**Recorded information:**
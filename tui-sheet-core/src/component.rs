//! Component trait for interactive sheet surfaces

use ratatui::{layout::Rect, Frame};

use crate::event::EventKind;

/// A UI element that renders from props and emits host actions
///
/// Components follow these rules:
/// 1. Props carry everything needed for rendering, including the sheet
/// 2. `handle_event` returns actions for the host; it never taps rows itself
/// 3. `render` draws from props plus internal UI state such as hit areas
///
/// The host owns the [`ActionSheet`](crate::sheet::ActionSheet). It turns
/// the actions it receives into calls like `tap` or `dismiss`, which keeps
/// the selection callback running on the host's side of the borrow.
///
/// # Example
///
/// ```ignore
/// use tui_sheet::prelude::*;
///
/// struct RowCount;
///
/// struct RowCountProps<'a> {
///     sheet: &'a ActionSheet,
/// }
///
/// impl Component<AppAction> for RowCount {
///     type Props<'a> = RowCountProps<'a>;
///
///     fn render(&mut self, frame: &mut Frame, area: Rect, props: Self::Props<'_>) {
///         let text = format!("{} rows", props.sheet.items().len());
///         frame.render_widget(Paragraph::new(text), area);
///     }
/// }
/// ```
pub trait Component<A> {
    /// Data required to render the component (read-only)
    type Props<'a>;

    /// Handle an event and return actions to dispatch
    ///
    /// Returns any type implementing `IntoIterator<Item = A>`:
    /// - `None` - no actions (most common)
    /// - `Some(action)` - single action
    /// - `[a, b]` or `vec![...]` - multiple actions
    ///
    /// Default implementation returns no actions (render-only components).
    #[allow(unused_variables)]
    fn handle_event(
        &mut self,
        event: &EventKind,
        props: Self::Props<'_>,
    ) -> impl IntoIterator<Item = A> {
        None::<A>
    }

    /// Render the component to the frame
    fn render(&mut self, frame: &mut Frame, area: Rect, props: Self::Props<'_>);
}
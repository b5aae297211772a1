//! Stable split of a row sequence into items and buttons

use tracing::trace;

use crate::error::{Result, SheetError};
use crate::row::{Row, RowGroup};

/// Rows split into the item group and the button group
#[derive(Debug, Clone, Default, PartialEq)]
pub struct Partition {
    pub items: Vec<Row>,
    pub buttons: Vec<Row>,
}

impl Partition {
    /// Total number of rows across both groups
    pub fn len(&self) -> usize {
        self.items.len() + self.buttons.len()
    }

    pub fn is_empty(&self) -> bool {
        self.len() == 0
    }

    /// Check that no row was lost or duplicated
    pub fn verify(&self, input_len: usize) -> Result<()> {
        if self.len() == input_len {
            Ok(())
        } else {
            Err(SheetError::InvariantViolation {
                input: input_len,
                items: self.items.len(),
                buttons: self.buttons.len(),
            })
        }
    }
}

/// Split rows into items and buttons, keeping input order inside each group
///
/// Ok, cancel and generic buttons go to `buttons`; everything else,
/// titles included, goes to `items`.
///
/// ```
/// use tui_sheet_core::partition::partition;
/// use tui_sheet_core::row::Row;
///
/// let split = partition(vec![
///     Row::item("foo"),
///     Row::ok_button("OK"),
///     Row::item("bar"),
/// ]);
/// assert_eq!(split.items.len(), 2);
/// assert_eq!(split.buttons.len(), 1);
/// assert_eq!(split.items[1].title_text(), "bar");
/// ```
pub fn partition(rows: impl IntoIterator<Item = Row>) -> Partition {
    let mut split = Partition::default();
    for row in rows {
        match row.kind().group() {
            RowGroup::Items => split.items.push(row),
            RowGroup::Buttons => split.buttons.push(row),
        }
    }
    trace!(
        items = split.items.len(),
        buttons = split.buttons.len(),
        "Partitioned rows"
    );
    split
}
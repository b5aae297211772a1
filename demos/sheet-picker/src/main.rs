//! Sheet picker - tui-sheet demo
//!
//! Opens a share sheet over a placeholder document:
//! - Event -> ActionSheetView.handle_event() -> Actions
//! - Actions applied to the sheet the app owns (tap, dismiss)
//! - The selection action reports back through the action channel
//!
//! Keys: j/k or arrows to move, Enter to tap, Esc/q to cancel,
//! r to reopen after dismissal, q to quit. Mouse clicks tap rows.
//!
//! # Usage
//!
//! ```sh
//! cargo run -p sheet-picker
//! cargo run -p sheet-picker -- --popover --log /tmp/sheet.log
//! cargo run -p sheet-picker -- --appearance appearance.json --keymap keys.json
//! ```

use std::fs::{self, File};
use std::io;
use std::path::{Path, PathBuf};
use std::sync::Mutex;
use std::time::Duration;

use clap::Parser;
use crossterm::{
    event::{DisableMouseCapture, EnableMouseCapture, KeyCode},
    execute,
    terminal::{disable_raw_mode, enable_raw_mode, EnterAlternateScreen, LeaveAlternateScreen},
};
use ratatui::{
    backend::CrosstermBackend,
    layout::{Constraint, Layout},
    style::{Color, Style},
    widgets::{Block, Borders, Paragraph, Wrap},
    Terminal,
};
use tokio::sync::mpsc;
use tokio_util::sync::CancellationToken;
use tracing::{debug, info, warn};
use tui_sheet::appearance;
use tui_sheet::prelude::*;

/// Action sheet demo
#[derive(Parser, Debug)]
#[command(name = "sheet-picker")]
#[command(about = "Present a tui-sheet action sheet in the terminal")]
struct Args {
    /// Present as a centered popover instead of a bottom sheet
    #[arg(long)]
    popover: bool,

    /// JSON file with appearance overrides
    #[arg(long)]
    appearance: Option<PathBuf>,

    /// JSON file with key bindings, merged onto the defaults
    #[arg(long)]
    keymap: Option<PathBuf>,

    /// Write logs to this file (RUST_LOG filters, default "debug")
    #[arg(long)]
    log: Option<PathBuf>,
}

// ============================================================================
// Actions - What can happen
// ============================================================================

#[derive(Clone, Debug)]
enum AppAction {
    SheetHighlight(RowPosition),
    SheetTap(RowPosition),
    SheetClose,
    SheetReopen,
    SheetDidSelect(String),
    Render,
    Quit,
}

// ============================================================================
// State - What the app knows
// ============================================================================

struct AppState {
    sheet: ActionSheet,
    highlighted: Option<RowPosition>,
    keymap: Keymap,
    popover: bool,
    history: Vec<String>,
    action_tx: mpsc::UnboundedSender<AppAction>,
}

impl AppState {
    fn new(
        keymap: Keymap,
        popover: bool,
        action_tx: mpsc::UnboundedSender<AppAction>,
    ) -> tui_sheet::Result<Self> {
        let sheet = build_sheet(popover, action_tx.clone())?;
        Ok(Self {
            sheet,
            highlighted: None,
            keymap,
            popover,
            history: Vec::new(),
            action_tx,
        })
    }

    fn props(&self) -> ActionSheetViewProps<'_, AppAction> {
        ActionSheetViewProps {
            sheet: &self.sheet,
            highlighted: self.highlighted,
            keymap: &self.keymap,
            is_focused: !self.sheet.is_dismissed(),
            on_highlight: AppAction::SheetHighlight,
            on_tap: AppAction::SheetTap,
            on_cancel: || AppAction::SheetClose,
        }
    }

    /// Apply an action, returning whether to re-render
    fn apply(&mut self, action: AppAction) -> tui_sheet::Result<bool> {
        match action {
            AppAction::SheetHighlight(position) => {
                self.highlighted = Some(position);
            }
            AppAction::SheetTap(position) => {
                let outcome = self.sheet.tap(position)?;
                debug!(?position, ?outcome, "Applied tap");
                if outcome == TapOutcome::Dismissed {
                    self.highlighted = None;
                }
            }
            AppAction::SheetClose => {
                self.sheet.dismiss();
                self.highlighted = None;
            }
            AppAction::SheetReopen => {
                self.sheet = build_sheet(self.popover, self.action_tx.clone())?;
            }
            AppAction::SheetDidSelect(summary) => {
                self.history.push(summary);
            }
            AppAction::Render | AppAction::Quit => {}
        }
        Ok(true)
    }
}

fn sample_rows() -> Vec<Row> {
    vec![
        Row::title("Share \"notes.md\""),
        Row::item("Copy link"),
        Row::item("Send by email to the whole project team"),
        Row::toggle("Include comments", false),
        Row::toggle("Read-only", true),
        Row::section_margin(),
        Row::section_title("Export"),
        Row::item("PDF").with_value(serde_json::json!({ "format": "pdf" })),
        Row::item("Markdown").with_value(serde_json::json!({ "format": "md" })),
        Row::ok_button("Share"),
        Row::cancel_button("Cancel"),
    ]
}

fn build_sheet(
    popover: bool,
    action_tx: mpsc::UnboundedSender<AppAction>,
) -> tui_sheet::Result<ActionSheet> {
    let builder = ActionSheet::builder(sample_rows())
        .row_heights(TerminalHeights)
        .header(TextHeader::new(["Anyone with the link can view"]))
        .on_select(move |_sheet, row| {
            let summary = match (row.is_toggled(), row.value()) {
                (Some(on), _) => format!("{}: {}", row.title_text(), if on { "on" } else { "off" }),
                (None, Some(value)) => format!("{} {}", row.title_text(), value),
                (None, None) => row.title_text().to_string(),
            };
            action_tx.send(AppAction::SheetDidSelect(summary))?;
            Ok(())
        });
    let builder = if popover {
        builder.presenter(PopoverPresenter::new())
    } else {
        builder.presenter(ModalPresenter::new())
    };
    builder.build()
}

// ============================================================================
// Configuration
// ============================================================================

fn init_logging(path: &Path) -> io::Result<()> {
    let file = File::create(path)?;
    tracing_subscriber::fmt()
        .with_env_filter(
            tracing_subscriber::EnvFilter::try_from_default_env()
                .unwrap_or_else(|_| tracing_subscriber::EnvFilter::new("debug")),
        )
        .with_writer(Mutex::new(file))
        .with_ansi(false)
        .init();
    Ok(())
}

fn load_config(args: &Args) -> io::Result<Keymap> {
    if let Some(path) = &args.appearance {
        let loaded = Appearance::from_json(&fs::read_to_string(path)?).map_err(io::Error::other)?;
        appearance::standard()
            .update(|standard| {
                *standard = loaded;
                Ok(())
            })
            .map_err(io::Error::other)?;
        info!(path = %path.display(), "Loaded appearance");
    }

    let keymap = match &args.keymap {
        Some(path) => {
            let user = Keymap::from_json(&fs::read_to_string(path)?).map_err(io::Error::other)?;
            info!(path = %path.display(), "Loaded keymap");
            Keymap::merge(Keymap::default(), user)
        }
        None => Keymap::default(),
    };
    Ok(keymap)
}

// ============================================================================
// Main - Setup terminal, run event loop, cleanup
// ============================================================================

#[tokio::main]
async fn main() -> io::Result<()> {
    let args = Args::parse();

    if let Some(path) = &args.log {
        init_logging(path)?;
    }
    let keymap = match load_config(&args) {
        Ok(keymap) => keymap,
        Err(e) => {
            eprintln!("Error: could not load configuration: {}", e);
            std::process::exit(1);
        }
    };

    // Terminal setup
    enable_raw_mode()?;
    let mut stdout = io::stdout();
    execute!(stdout, EnterAlternateScreen, EnableMouseCapture)?;
    let backend = CrosstermBackend::new(stdout);
    let mut terminal = Terminal::new(backend)?;

    let result = run_app(&mut terminal, keymap, args.popover).await;

    // Cleanup
    disable_raw_mode()?;
    execute!(
        terminal.backend_mut(),
        LeaveAlternateScreen,
        DisableMouseCapture
    )?;
    terminal.show_cursor()?;

    result
}

async fn run_app<B: ratatui::backend::Backend>(
    terminal: &mut Terminal<B>,
    keymap: Keymap,
    popover: bool,
) -> io::Result<()> {
    let (action_tx, mut action_rx) = mpsc::unbounded_channel::<AppAction>();
    let mut state = AppState::new(keymap, popover, action_tx.clone()).map_err(io::Error::other)?;
    let mut view = ActionSheetView::new();
    let modal = ModalStyle::with_bg(Color::Rgb(30, 30, 40));

    // Event poller
    let (event_tx, mut event_rx) = mpsc::unbounded_channel::<RawEvent>();
    let cancel_token = CancellationToken::new();
    let _handle = spawn_event_poller(
        event_tx,
        Duration::from_millis(10),
        Duration::from_millis(16),
        cancel_token.clone(),
    );

    let mut should_render = true;

    loop {
        if should_render {
            if !state.sheet.is_dismissed() {
                let width = terminal.size()?.width;
                if !state.popover {
                    state
                        .sheet
                        .set_content_width(f32::from(width))
                        .map_err(io::Error::other)?;
                }
                state.sheet.host_will_layout().map_err(io::Error::other)?;
            }

            terminal.draw(|frame| {
                let area = frame.area();
                let [body, help_area] =
                    Layout::vertical([Constraint::Fill(1), Constraint::Length(1)]).areas(area);

                let mut lines = vec!["Selections:".to_string()];
                lines.extend(state.history.iter().map(|s| format!("  {}", s)));
                let body_text = Paragraph::new(lines.join("\n"))
                    .wrap(Wrap { trim: false })
                    .block(Block::default().title(" notes.md ").borders(Borders::ALL));
                frame.render_widget(body_text, body);

                let help = if state.sheet.is_dismissed() {
                    "r: reopen sheet  q: quit".to_string()
                } else {
                    let hint = |command| state.keymap.hint(command).unwrap_or_default();
                    format!(
                        "{}/{}: move  {}: tap  {}: cancel",
                        hint(SheetCommand::Next),
                        hint(SheetCommand::Previous),
                        hint(SheetCommand::Select),
                        hint(SheetCommand::Cancel),
                    )
                };
                frame.render_widget(
                    Paragraph::new(help).style(Style::default().fg(Color::DarkGray)),
                    help_area,
                );

                if !state.sheet.is_dismissed() {
                    view.present(frame, state.props(), &modal);
                }
            })?;
            should_render = false;
        }

        tokio::select! {
            Some(raw_event) = event_rx.recv() => {
                let Some(event) = process_raw_event(raw_event) else {
                    continue;
                };
                if event.is_global() {
                    let action = match event {
                        EventKind::Resize(..) => AppAction::Render,
                        _ => AppAction::Quit,
                    };
                    let _ = action_tx.send(action);
                    continue;
                }
                if state.sheet.is_dismissed() {
                    if let EventKind::Key(key) = event {
                        let action = match key.code {
                            KeyCode::Char('r') => Some(AppAction::SheetReopen),
                            KeyCode::Char('q') | KeyCode::Esc => Some(AppAction::Quit),
                            _ => None,
                        };
                        if let Some(a) = action {
                            let _ = action_tx.send(a);
                        }
                    }
                    continue;
                }
                for action in view.handle_event(&event, state.props()) {
                    let _ = action_tx.send(action);
                }
            }
            Some(action) = action_rx.recv() => {
                if matches!(action, AppAction::Quit) {
                    break;
                }
                match state.apply(action) {
                    Ok(render) => should_render = render,
                    Err(e) => {
                        warn!(error = %e, "Action failed");
                        should_render = true;
                    }
                }
            }
        }
    }

    cancel_token.cancel();
    info!(selections = state.history.len(), "Exiting");
    Ok(())
}
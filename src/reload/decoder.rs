//! Incremental decoder for `text/event-stream` bodies.
//!
//! Chunks arrive with arbitrary boundaries, so the decoder buffers partial
//! lines and carries a pending `\r` across calls to recognise split `\r\n`.

use super::{ReloadEvent, DEFAULT_EVENT_TYPE};
use tracing::warn;

/// Longest line kept, in bytes. Anything longer is dropped whole.
pub const MAX_LINE_BYTES: usize = 64 * 1024;

#[derive(Debug, Default)]
pub struct EventStreamDecoder {
    line: Vec<u8>,
    overflowed: bool,
    pending_cr: bool,
    started: bool,
    data: String,
    event_type: String,
    last_id: Option<String>,
    retry: Option<u64>,
}

impl EventStreamDecoder {
    pub fn new() -> Self {
        Self::default()
    }

    /// Feeds one chunk and returns every event it completed.
    pub fn feed(&mut self, chunk: &[u8]) -> Vec<ReloadEvent> {
        let mut events = Vec::new();
        for &byte in chunk {
            if self.pending_cr {
                self.pending_cr = false;
                if byte == b'\n' {
                    continue;
                }
            }
            match byte {
                b'\n' => self.end_line(&mut events),
                b'\r' => {
                    self.pending_cr = true;
                    self.end_line(&mut events);
                }
                _ if self.overflowed => {}
                _ if self.line.len() >= MAX_LINE_BYTES => {
                    self.line.clear();
                    self.overflowed = true;
                }
                _ => self.line.push(byte),
            }
        }
        events
    }

    /// Last `retry:` value in milliseconds.
    pub fn retry(&self) -> Option<u64> {
        self.retry
    }

    pub fn last_id(&self) -> Option<&str> {
        self.last_id.as_deref()
    }

    fn end_line(&mut self, events: &mut Vec<ReloadEvent>) {
        let raw = std::mem::take(&mut self.line);
        if std::mem::take(&mut self.overflowed) {
            warn!(limit = MAX_LINE_BYTES, "Dropped oversized event-stream line");
            return;
        }
        let mut line = String::from_utf8_lossy(&raw).into_owned();
        if !self.started {
            self.started = true;
            if let Some(stripped) = line.strip_prefix('\u{feff}') {
                line = stripped.to_string();
            }
        }

        if line.is_empty() {
            if let Some(event) = self.dispatch() {
                events.push(event);
            }
            return;
        }
        if line.starts_with(':') {
            return;
        }

        let (field, value) = match line.split_once(':') {
            Some((field, value)) => (field, value.strip_prefix(' ').unwrap_or(value)),
            None => (line.as_str(), ""),
        };
        match field {
            "event" => self.event_type = value.to_string(),
            "data" => {
                self.data.push_str(value);
                self.data.push('\n');
            }
            "id" if !value.contains('\0') => self.last_id = Some(value.to_string()),
            "retry" if !value.is_empty() && value.bytes().all(|b| b.is_ascii_digit()) => {
                self.retry = value.parse().ok();
            }
            _ => {}
        }
    }

    fn dispatch(&mut self) -> Option<ReloadEvent> {
        let event_type = std::mem::take(&mut self.event_type);
        if self.data.is_empty() {
            return None;
        }
        let mut data = std::mem::take(&mut self.data);
        if data.ends_with('\n') {
            data.pop();
        }
        Some(ReloadEvent {
            event: if event_type.is_empty() {
                DEFAULT_EVENT_TYPE.to_string()
            } else {
                event_type
            },
            data,
            id: self.last_id.clone(),
        })
    }
}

**Action item:** The response must consist solely of the lines from the first line of the entries through the line containing "the actions it", repeated exactly.

**Expected answer:**
filename tui-sheet-core/src/component.rs
//! Component trait for interactive sheet surfaces

use ratatui::{layout::Rect, Frame};

use crate::event::EventKind;

/// A UI element that renders from props and emits host actions
///
/// Components follow these rules:
/// 1. Props carry everything needed for rendering, including the sheet
/// 2. `handle_event` returns actions for the host; it never taps rows itself
/// 3. `render` draws from props plus internal UI state such as hit areas
///
/// The host owns the [`ActionSheet`](crate::sheet::ActionSheet). It turns
/// the actions it receives into calls like `tap` or `dismiss`, which keeps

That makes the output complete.